El maniquí del balcón de la calle del Socors de Palma está allí desde antes de que empezara la pandemia y el estado de alarma por el coronavirus que, este viernes, cumple su día 34. Aparentemente, ese piso lleva vacío algún tiempo o sin gente que se deje ver; quizá el piso esté vacío (el vecindario no termina de ponerse de acuerdo en ese extremo) pero el hecho de que lo que parece un perro de cartón lleve tiempo caído bajo sus ‘no pies' parece avalar esa hipótesis.
Preguntarse –y preguntar al vecindario– sobre la historia de un maniquí en el balcón quizá dé idea de cómo cambia todo, también el modo de buscar respuestas y luego contarlas, en los tiempos del coronavirus.
La vida en los balcones arranca bastante antes de las ocho de la tarde en las calles de la ciudad confinada. Esa es la hora de los aplausos y de lo más parecido a un momento festivo. El día a día empieza a plantearse temprano. Lo sabe Celia, que llegó de Lanzarote hace unos años, trabaja en una notaría pero, sobre todo, es una animadora y activista vecinal que vive en la plaza Llorenç Bisbal. Celia empieza a planear después de comer qué hará esa tarde en el balcón.
«Me tomo mi tiempo, busco entre ropa que tengo por casa, me pinto, me pongo una peluca diferente cada día y relato historias», cuenta. En su performance del miércoles se disfrazó de china y su relato iba sobre una mujer que se comía un murciélago. El otro día se hizo una peluca con rulos de cartón de papel higiénico. «Era una manera de recordar cuando la gente empezó a comprar papel de váter», dice tras bajar un momento a la calle para explicar todo eso.
Y mientras, en Inglaterra...
Un portal inmobiliario de internet –todavía activo– oferta hasta 17.397 pisos «en Palma» (aunque alguno se le haya colado de fuera de Palma) de los que 2.123 tienen balcón. Otro portal afina más y promociona 81 pisos con balcón en «el centro histórico». Un balcón supone bastante para los nuevos ritmos de la vida social. Los portales inmobiliarios no reseñan los miradores, quizá más ‘señoriales' que la terrazas exteriores.
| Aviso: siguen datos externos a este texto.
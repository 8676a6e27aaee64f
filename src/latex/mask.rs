use once_cell::sync::Lazy;
use regex::{Captures, Regex};
use serde::Serialize;
use tracing::debug;

use super::classes::{
    is_rewrite_opaque_env, is_translatable_macro, protected_macro_arity, tabular_arity,
    PROTECTED_ENVS,
};
use super::scan::{
    find_env_end, line_end, matching_brace, read_command, skip_dollar_math, take_arguments,
};
use super::tabular::translate_table_body;
use super::LatexTranslator;
use crate::error::MaskError;
use crate::freezer::{check_no_collision, PlaceholderTable};

/// Masked text plus the table needed to undo the masking.
#[derive(Clone, Debug, Default, Serialize)]
pub struct MaskedDocument {
    pub text: String,
    pub table: PlaceholderTable,
}

static PROTECTED_ENV_RES: Lazy<Vec<Regex>> = Lazy::new(|| {
    PROTECTED_ENVS
        .iter()
        .map(|env| {
            let env = regex::escape(env);
            Regex::new(&format!(r"(?s)\\begin\{{{env}\}}.*?\\end\{{{env}\}}"))
                .expect("protected env regex")
        })
        .collect()
});

// Each math pattern first matches an escaped backslash or escaped dollar so that `\\$`
// and `\$` never open a math span.
static DISPLAY_DOLLAR_RE: Lazy<Regex> =
    Lazy::new(|| Regex::new(r"(?s)\\\\|\\\$|\$\$.*?\$\$").expect("display math regex"));
static INLINE_DOLLAR_RE: Lazy<Regex> =
    Lazy::new(|| Regex::new(r"(?s)\\\\|\\\$|\$.*?\$|\$").expect("inline math regex"));
static PAREN_MATH_RE: Lazy<Regex> =
    Lazy::new(|| Regex::new(r"(?s)\\\\|\\\(.*?\\\)").expect("paren math regex"));
static BRACKET_DELIM_RE: Lazy<Regex> =
    Lazy::new(|| Regex::new(r"\\\\|\\\[|\\\]").expect("bracket delimiter regex"));
static COMMENT_RE: Lazy<Regex> =
    Lazy::new(|| Regex::new(r"\\\\|\\%|%[^\n]*").expect("comment regex"));
static OPTIONAL_ARG_RE: Lazy<Regex> =
    Lazy::new(|| Regex::new(r"\[[^\]]*\]").expect("optional arg regex"));
static COMMAND_RE: Lazy<Regex> = Lazy::new(|| {
    Regex::new(r"\\(?:[A-Za-z]+\*?(?:\{[^{}]*\})?|[^A-Za-z])").expect("command regex")
});

/// Runs every masking pass in order. Later passes only see what earlier ones left.
pub fn mask_document(text: &str, tr: &LatexTranslator<'_>) -> Result<MaskedDocument, MaskError> {
    check_no_collision(text)?;
    let mut table = PlaceholderTable::new();
    let s = rewrite_translatable(text, tr, &mut table);
    let s = mask_protected_macros(&s, &mut table);
    let s = mask_protected_envs(&s, &mut table);
    let s = mask_math(&s, &mut table);
    let s = mask_comments_and_options(&s, &mut table);
    let s = mask_commands(&s, &mut table);
    debug!(placeholders = table.len(), chars = s.len(), "masked LaTeX");
    Ok(MaskedDocument { text: s, table })
}

/// Walks the source once, translating the arguments of prose macros and the cells of
/// tables in place. Each rewritten construct is registered whole, so no later pass and no
/// later translation touches it again. Comments, math and verbatim-like environments are
/// stepped over untouched.
fn rewrite_translatable(text: &str, tr: &LatexTranslator<'_>, table: &mut PlaceholderTable) -> String {
    let bytes = text.as_bytes();
    let mut out = String::with_capacity(text.len());
    let mut copied = 0usize;
    let mut i = 0usize;
    while i < bytes.len() {
        match bytes[i] {
            b'%' => i = line_end(text, i),
            b'$' => i = skip_dollar_math(text, i),
            b'\\' => {
                let (name, after) = read_command(text, i);
                if name == "(" || name == "[" {
                    let close = if name == "(" { r"\)" } else { r"\]" };
                    i = text[after..]
                        .find(close)
                        .map(|p| after + p + close.len())
                        .unwrap_or(after);
                } else if name == "begin" {
                    i = match rewrite_environment(text, i, after, tr) {
                        EnvStep::Skip(end) => end,
                        EnvStep::Replace(end, rewritten) => {
                            out.push_str(&text[copied..i]);
                            out.push_str(&table.register(&rewritten));
                            copied = end;
                            end
                        }
                    };
                } else if is_translatable_macro(name) {
                    i = match rewrite_macro(text, i, after, tr) {
                        Some((end, rewritten)) => {
                            out.push_str(&text[copied..i]);
                            out.push_str(&table.register(&rewritten));
                            copied = end;
                            end
                        }
                        None => after,
                    };
                } else {
                    i = after;
                }
            }
            _ => i += 1,
        }
    }
    out.push_str(&text[copied..]);
    out
}

enum EnvStep {
    Skip(usize),
    Replace(usize, String),
}

fn rewrite_environment(
    text: &str,
    start: usize,
    after_begin: usize,
    tr: &LatexTranslator<'_>,
) -> EnvStep {
    let open = after_begin;
    let Some(close) = matching_brace(text, open) else {
        return EnvStep::Skip(after_begin);
    };
    let env = &text[open + 1..close];
    let header_end = close + 1;
    if is_rewrite_opaque_env(env) {
        return match find_env_end(text, header_end, env) {
            Some((_, end)) => EnvStep::Skip(end),
            None => EnvStep::Skip(header_end),
        };
    }
    let Some(arity) = tabular_arity(env) else {
        return EnvStep::Skip(header_end);
    };
    let (body_start, _) = take_arguments(text, header_end, arity);
    let Some((body_end, end)) = find_env_end(text, body_start, env) else {
        return EnvStep::Skip(header_end);
    };
    let body = translate_table_body(&text[body_start..body_end], tr);
    let rewritten = format!("{}{body}{}", &text[start..body_start], &text[body_end..end]);
    EnvStep::Replace(end, rewritten)
}

fn rewrite_macro(
    text: &str,
    start: usize,
    after_name: usize,
    tr: &LatexTranslator<'_>,
) -> Option<(usize, String)> {
    let mut pos = after_name;
    if text[pos..].starts_with('*') {
        pos += 1;
    }
    let (end, groups) = take_arguments(text, pos, 1);
    let &(open, close) = groups.last()?;
    let arg = &text[open + 1..close];
    let translated = tr.translate_fragment(arg);
    Some((
        end,
        format!("{}{translated}{}", &text[start..=open], &text[close..end]),
    ))
}

/// Document class, packages, citations, references, graphics and definitions, each with
/// its full argument list.
fn mask_protected_macros(text: &str, table: &mut PlaceholderTable) -> String {
    let bytes = text.as_bytes();
    let mut out = String::with_capacity(text.len());
    let mut copied = 0usize;
    let mut i = 0usize;
    while i < bytes.len() {
        if bytes[i] != b'\\' {
            i += 1;
            continue;
        }
        let (name, after) = read_command(text, i);
        let Some(arity) = protected_macro_arity(name) else {
            i = after;
            continue;
        };
        let mut pos = after;
        if text[pos..].starts_with('*') {
            pos += 1;
        }
        let (end, _) = take_arguments(text, pos, arity);
        out.push_str(&text[copied..i]);
        out.push_str(&table.register(&text[i..end]));
        copied = end;
        i = end;
    }
    out.push_str(&text[copied..]);
    out
}

fn mask_protected_envs(text: &str, table: &mut PlaceholderTable) -> String {
    let mut s = text.to_string();
    for re in PROTECTED_ENV_RES.iter() {
        if re.is_match(&s) {
            s = re
                .replace_all(&s, |caps: &Captures<'_>| table.register(&caps[0]))
                .into_owned();
        }
    }
    s
}

/// Replaces every match except escape sequences, which are left in place.
fn mask_unescaped(text: &str, re: &Regex, table: &mut PlaceholderTable) -> String {
    re.replace_all(text, |caps: &Captures<'_>| {
        let m = &caps[0];
        if m == r"\\" || m == r"\$" || m == r"\%" {
            m.to_string()
        } else {
            table.register(m)
        }
    })
    .into_owned()
}

fn mask_math(text: &str, table: &mut PlaceholderTable) -> String {
    let s = mask_unescaped(text, &DISPLAY_DOLLAR_RE, table);
    let s = mask_unescaped(&s, &INLINE_DOLLAR_RE, table);
    let s = mask_unescaped(&s, &PAREN_MATH_RE, table);
    mask_unescaped(&s, &BRACKET_DELIM_RE, table)
}

fn mask_comments_and_options(text: &str, table: &mut PlaceholderTable) -> String {
    let s = mask_unescaped(text, &COMMENT_RE, table);
    OPTIONAL_ARG_RE
        .replace_all(&s, |caps: &Captures<'_>| table.register(&caps[0]))
        .into_owned()
}

/// Catch-all: whatever command survived the earlier passes.
fn mask_commands(text: &str, table: &mut PlaceholderTable) -> String {
    COMMAND_RE
        .replace_all(text, |caps: &Captures<'_>| table.register(&caps[0]))
        .into_owned()
}

#[cfg(test)]
mod tests {
    use super::*;
    use crate::freezer::restore;
    use crate::translator::IdentityTranslator;

    fn mask(text: &str) -> MaskedDocument {
        let tr = LatexTranslator::new(&IdentityTranslator, 1200);
        mask_document(text, &tr).unwrap()
    }

    #[test]
    fn identity_round_trip_is_exact() {
        let src = "\\documentclass[11pt]{article}\n\\usepackage{amsmath}\n% note\n\\begin{document}\n\
                   \\section{Intro}\nText with $a^2$ and \\(b\\) and \\cite{k} 50\\% done.\\\\\n\
                   \\begin{equation}\nx = 1\n\\end{equation}\n\\[ y \\]\n\\begin{tabular}{|c|c|}\n\
                   \\hline A & B \\\\\n\\end{tabular}\n\\end{document}\n";
        let masked = mask(src);
        assert_eq!(restore(&masked.text, &masked.table).unwrap(), src);
    }

    #[test]
    fn no_markup_is_left_visible() {
        let src = "\\begin{itemize}\n\\item First $x$ item \\ref{a}.\n\\item[b] Second\\footnote{Note}.\n\
                   \\end{itemize}\nCost \\$5 and 10\\%.";
        let masked = mask(src);
        assert!(!masked.text.contains('\\'), "{}", masked.text);
        assert!(!masked.text.contains('$'), "{}", masked.text);
        assert!(masked.text.contains("First"));
        assert!(masked.text.contains("Second"));
    }

    #[test]
    fn escaped_dollar_does_not_open_math() {
        let masked = mask(r"Price \$5 and value $x$ here.");
        assert!(masked.text.contains(" and value "));
        assert_eq!(restore(&masked.text, &masked.table).unwrap(), r"Price \$5 and value $x$ here.");
    }

    #[test]
    fn linebreak_before_percent_keeps_comment_masked() {
        let src = "Line end\\\\% trailing comment\nNext line.";
        let masked = mask(src);
        assert!(!masked.text.contains("trailing comment"));
        assert!(masked.text.contains("Next line."));
    }

    #[test]
    fn macro_arguments_are_translated_once() {
        let calls = std::cell::RefCell::new(Vec::new());
        let f = |s: &str| {
            calls.borrow_mut().push(s.to_string());
            format!("[{s}]")
        };
        let tr = LatexTranslator::new(&f, 1200);
        let masked = mask_document(r"\section{Results} see \emph{this}", &tr).unwrap();
        assert_eq!(*calls.borrow(), vec!["Results", "this"]);
        let restored = restore(&masked.text, &masked.table).unwrap();
        assert_eq!(restored, r"\section{[Results]} see \emph{[this]}");
    }

    #[test]
    fn captions_inside_figures_are_translated() {
        let f = |s: &str| s.to_uppercase();
        let tr = LatexTranslator::new(&f, 1200);
        let src = "\\begin{figure}\n\\includegraphics[width=\\linewidth]{plot.png}\n\
                   \\caption{A plot}\\label{fig:a}\n\\end{figure}";
        let masked = mask_document(src, &tr).unwrap();
        let restored = restore(&masked.text, &masked.table).unwrap();
        assert!(restored.contains(r"\caption{A PLOT}"));
        assert!(restored.contains("plot.png"));
        assert!(restored.contains("fig:a"));
    }

    #[test]
    fn collision_fails_before_masking() {
        let tr = LatexTranslator::new(&IdentityTranslator, 1200);
        assert!(matches!(
            mask_document("odd <<TX_PH:000001>> text", &tr),
            Err(MaskError::TokenCollision { .. })
        ));
    }
}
Pepe se pasa buena parte del día oteando la calle desde el mirador de su casa de la plaza de Cort. Todo el edificio era de su padre aunque él comenzó a vivir allí hace pocos años. Trabajó como técnico en una empresa turística. Saluda y cuenta que lo lleva «como todo el mundo» y que «menos mal que existe internet». Este jueves se pregunta «qué está pasando con las palomas, veo morirse muchas».
Lo que ocurre en las calles del centro se repite en las de cualquier barrio de la ciudad y en cualquier rincón de las Islas. Los balcones son más parecido a la calle que un día habrá que volver a pisar sin dar explicaciones.
Es como si el jueves hubiera más gente por la calle. Hay que atender a los semáforos cuando atraviesas una calle, incluso si miras balcones. Los de ese bloque del Passeig Mallorca con la calle Catalunya, podrían ser un anticipo del primer verano tras la pandemia: una playa vertical a pequeña escala.
Poco a poco – cada quién es cada cuál– va llegando la hora de salir al balcón y hasta la expresión balconing –no hace tanto que el conseller Negueruela diseñó una ley contra el turismo de borrachera para sancionar a quienes pasaran ebrios de un balcón a otro– ha alcanzado otro significado. ¿Saldrán también en Inglaterra a los balcones?
Lo aclara Humphrey Carter, redactor jefe del Majorca Daily Bulletin. Explica que sí, que también los británicos salen a los balcones de los edificios que tienen balcones. Y que bajan a la calle y aplauden. Aunque sólo un día a la semana: el jueves. Y que las televisiones conectan en directo. «Hay mucho ambiente, muy al estilo español», dice. Y se prepara para contarlo.